When I Win the Lottery..but here’s the rub

When I win the lottery I plan on going back to Vietnam and giving lots of money to the Vietnamese woman who cared for me so lovingly and generously after two consecutive serious jeep accidents in the mountains a day or two before 9/11…but there’s a rub.

I was waiting for a train to take me back to Hanoi. It was an 11 hour train ride and I was quite shaken up from two consecutive accidents in the mountains (Bac Ha and Sapa) that happen hours prior. I sat at a table and ordered a cup of coffee to try to gather my witts. I was dizzy and nauseous from a large bump on my forehead I got when I hit the windshield of the 1950’s army jeep. Fortunately, it was plexy or I would have surely gone through it and not have been here to talk about it. I’ll spare the details because it bores me (so will surely bore you) to go into it and it’s not the point of the story.

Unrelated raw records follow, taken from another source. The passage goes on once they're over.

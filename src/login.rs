//! Failed-Login Rate Limiting
//!
//! Per-identity failure counting and lockout. Each identity moves between two
//! states:
//!
//! ```text
//!              failed_count reaches threshold
//! Unthrottled ─────────────────────────────────▶ Throttled
//!      ▲                                             │
//!      └──────── record_success / reset_for_testing ─┘
//! ```
//!
//! An identity is throttled while its lockout window is open. Under the
//! default policy it also stays throttled after the window closes for as
//! long as `failed_count` is at or above the threshold; only a success or an
//! administrative reset releases it. With [`LockoutPolicy::auto_unlock`] set,
//! a closed window releases the identity and the next failure starts a fresh
//! count.
//!
//! # Storage
//!
//! Records live in a sharded in-memory [`AttemptStore`]. Each identity maps to
//! one shard lock, so checks and updates for the same identity are serialized
//! while unrelated identities proceed in parallel. Records are created on the
//! first failure, never on a query, and are never deleted.
//!
//! [`RateLimiter::attempt`] runs check, verify and update under one shard lock
//! so concurrent attempts cannot slip past the threshold.
//!
//! # Usage
//!
//! ```
//! use portcullis::login::{Identity, LockoutPolicy, RateLimiter};
//!
//! let limiter = RateLimiter::new(LockoutPolicy::default());
//! let user = Identity::parse("alice@example.com").unwrap();
//!
//! for _ in 0..5 {
//!     limiter.record_failure(&user);
//! }
//! assert!(!limiter.is_allowed(&user));
//!
//! limiter.record_success(&user);
//! assert!(limiter.is_allowed(&user));
//! ```

use std::collections::hash_map::RandomState;
use std::collections::HashMap;
use std::fmt;
use std::hash::BuildHasher;
use std::sync::atomic::{AtomicU64, Ordering};
use std::sync::Arc;
use std::time::Duration;

use chrono::{DateTime, Utc};
use parking_lot::RwLock;
use serde::Serialize;

use crate::clock::{Clock, SystemClock};
use crate::error::GateError;
use crate::observability::{default_sink, fingerprint_identity, EventRecord, EventSink, SecurityEvent};

/// Default number of lock shards in an [`AttemptStore`]
pub const DEFAULT_SHARDS: usize = 16;

// ============================================================================
// Lockout Policy
// ============================================================================

/// Lockout policy configuration
#[derive(Debug, Clone, PartialEq, Eq)]
pub struct LockoutPolicy {
    /// Failures that start a lockout
    pub max_failed_attempts: u32,

    /// Length of the lockout window
    pub lockout_duration: Duration,

    /// Release identities when their window closes
    pub auto_unlock: bool,
}

impl Default for LockoutPolicy {
    /// 5 failures, 15 minute lockout, manual release
    fn default() -> Self {
        Self {
            max_failed_attempts: 5,
            lockout_duration: Duration::from_secs(15 * 60),
            auto_unlock: false,
        }
    }
}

I will tell you I had a cut and swollen knee from hitting the metal dashboard that was the size of a small grapefruit, cuts on my hand, also from the metal dashboard, a huge bump on my forehead from the window and bruises on my chest and right shoulder….and very very shakey as I flagged down the last vehicles coming from the Bac Ha market for the day. I got a ride from another jeep back to the train station to catch the only train going out for the day hours later.

bachajeep.jpg

(Here’s the jeep after the 2nd crash–I was in the passenger front seat)

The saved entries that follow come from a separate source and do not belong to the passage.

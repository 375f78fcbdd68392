//! Output formatting and display utilities
//!
//! Provides colored, formatted output for the CLI

use colored::Colorize;

use portcullis::auth::LoginDecision;
use portcullis::sanitize::CredentialScreening;
use portcullis::{FileDecision, SanitizationOutcome, ThreatLevel, ValidationOutcome};

/// Print a success message
pub fn success(msg: &str) {
    println!("{} {}", "✓".green().bold(), msg);
}

/// Print an error message
pub fn error(msg: &str) {
    eprintln!("{} {}", "✗".red().bold(), msg);
}

/// Print a warning message
pub fn warning(msg: &str) {
    println!("{} {}", "⚠".yellow().bold(), msg);
}

/// Print an info message
pub fn info(msg: &str) {
    println!("{} {}", "ℹ".blue().bold(), msg);
}

/// Print a header
pub fn header(msg: &str) {
    println!("\n{}", msg.bold().underline());
}

/// Print a JSON report
pub fn print_json<T: serde::Serialize>(value: &T) -> Result<(), serde_json::Error> {
    let json = serde_json::to_string_pretty(value)?;
    println!("{}", json);
    Ok(())
}

fn threat(level: ThreatLevel) -> colored::ColoredString {
    let label = level.as_str();
    match level {
        ThreatLevel::None => label.dimmed(),
        ThreatLevel::Low => label.blue(),
        ThreatLevel::Medium => label.yellow(),
        ThreatLevel::High | ThreatLevel::Critical => label.red().bold(),
    }
}

/// Print a field validation result
pub fn print_validation(field: &str, outcome: &ValidationOutcome) {
    header(&format!("Validate {field}"));
    if outcome.valid {
        success("accepted");
    } else {
        error(&outcome.error_message);
        if let Some(reason) = outcome.reason {
            println!("  {} {}", "reason:".dimmed(), reason.as_str());
        }
    }
    if !outcome.sanitized_input.is_empty() {
        println!("  {} {:?}", "sanitized:".dimmed(), outcome.sanitized_input);
    }
}

/// Print a sanitization result
pub fn print_sanitization(outcome: &SanitizationOutcome) {
    header("Sanitize");
    if outcome.blocked {
        error("blocked");
    } else {
        success("allowed");
    }
    println!("  {} {}", "threat:".dimmed(), threat(outcome.threat_level));
    println!("  {} {:?}", "sanitized:".dimmed(), outcome.sanitized_input);
}

/// Print a credential screening result
pub fn print_screening(screening: &CredentialScreening) {
    header("Credential screening");
    if screening.is_blocked() {
        error(&screening.message());
    } else {
        success("no probe signatures");
    }
}

/// Print an upload decision
pub fn print_upload(name: &str, decision: &FileDecision) {
    header(&format!("Upload {name}"));
    if decision.blocked {
        error(&decision.reason);
        for violation in &decision.violations {
            println!("  {} {}", "✗".red(), violation);
        }
    } else {
        success(&decision.reason);
    }
    println!("  {} {}", "threat:".dimmed(), threat(decision.threat_level));
}

/// Print one row of a login drill
pub fn print_login_attempt(attempt: u32, decision: &LoginDecision) {
    let icon = if decision.authenticated {
        "✓".green()
    } else if decision.blocked {
        "⛔".red()
    } else {
        "✗".yellow()
    };
    println!("  {} {:>3}  {}", icon, attempt, decision.reason);
}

As I sat at the single table that was the cafe, visibly shaking, the woman who ran it came up to me to take my order. The table sat across from the train station on the empty dirt street. Many of the building that lined the circle in front of the station were abandandoned and the street was very empty of cars and people. Dogs walked down the middle of the dry dirt streets looking for food and a 2 or 3 year old boy squated in the middle of the street trying to deficate right next to the dog (as the dog licked his face) as his father looked on, encouraging him. I had taken a few laps around that circle with my backpack on my back, trying to steady myself…afraid I’d pass out and wake up God knows where. I wasn’t sure if I had a concussion or not. Keeping moving was the only thing that soothed. I took a sip of the coffee and realized caffine was the last thing I needed to soothe.

When the woman served me the coffee she notice the grapefruit and cut on my knee and the lemon on my forehead. She didn’t speak english but talked anyway pointing back and forth to both as I tried to explain the accident with a “Charades” delivery. She looked me in the eyes with such love, it washed over me like sunshine. She held up a finger (which I took as the “one minute” gesture) and disappeared into her house behind the table I sat at–a ladder of 3 rungs leading down to the level she prepared food, had the hole in the ground for going to the bathroom and had the grass mat she slept on, on the dirt floor.

WHAT of VALUE
She emerged with 2 large chunks of ice and put one on my knee—the other on my forehead, so lovingly and gently I thought I’d start crying like a baby. We looked at one another–eye to eye–soul to soul with what felt like days. Such love, such, compassion, such understanding…..as two human beings with everything in common. She came back 20 minutes later to remove the ice, emerged again from her house with a tube and held it in front of me–gestering how she was going to rub it on my wounds and it will help. She nodding assuringly and I nodded back. It was some kind of Tiger Balm. She lovingly rubbed it on, smiled and nodded and resumed her chores. I sat there feeling so many things…still dizzy and sick…shaking like a leaf still but so taken care of by a complete stranger. This is why I travel—not to see how different we are—but rather how the same we are. Human beings –by default I think– are basically good. In the worst of circumstances, we see it all the time. This woman had nothing yet she offered me not only herself, but ice and supplies that are precious to her and her family. Without expecting anything in return. It’s just what you do. And me being an American and the history of the Vietnam War and what we did to each other. I am forever grateful and moved and it has changed me forever. I didn’t have the presence of mind to leave her most of my money which I now regret. It could have made a huge difference for her and her family–I just wasn’t in my body or my mind at that time. I barely could get myself on that train and back to Hanoi. When I got back to Hanoi a few days later 9/11 happened and the shaking continued for me. But there were others along the way, in Hanoi, in Bankok, showing the same compassion and love as my train station friend, in different ways….in looks, in smiles, in their eyes and souls. What I learned is that we are never really alone because we ARE each other.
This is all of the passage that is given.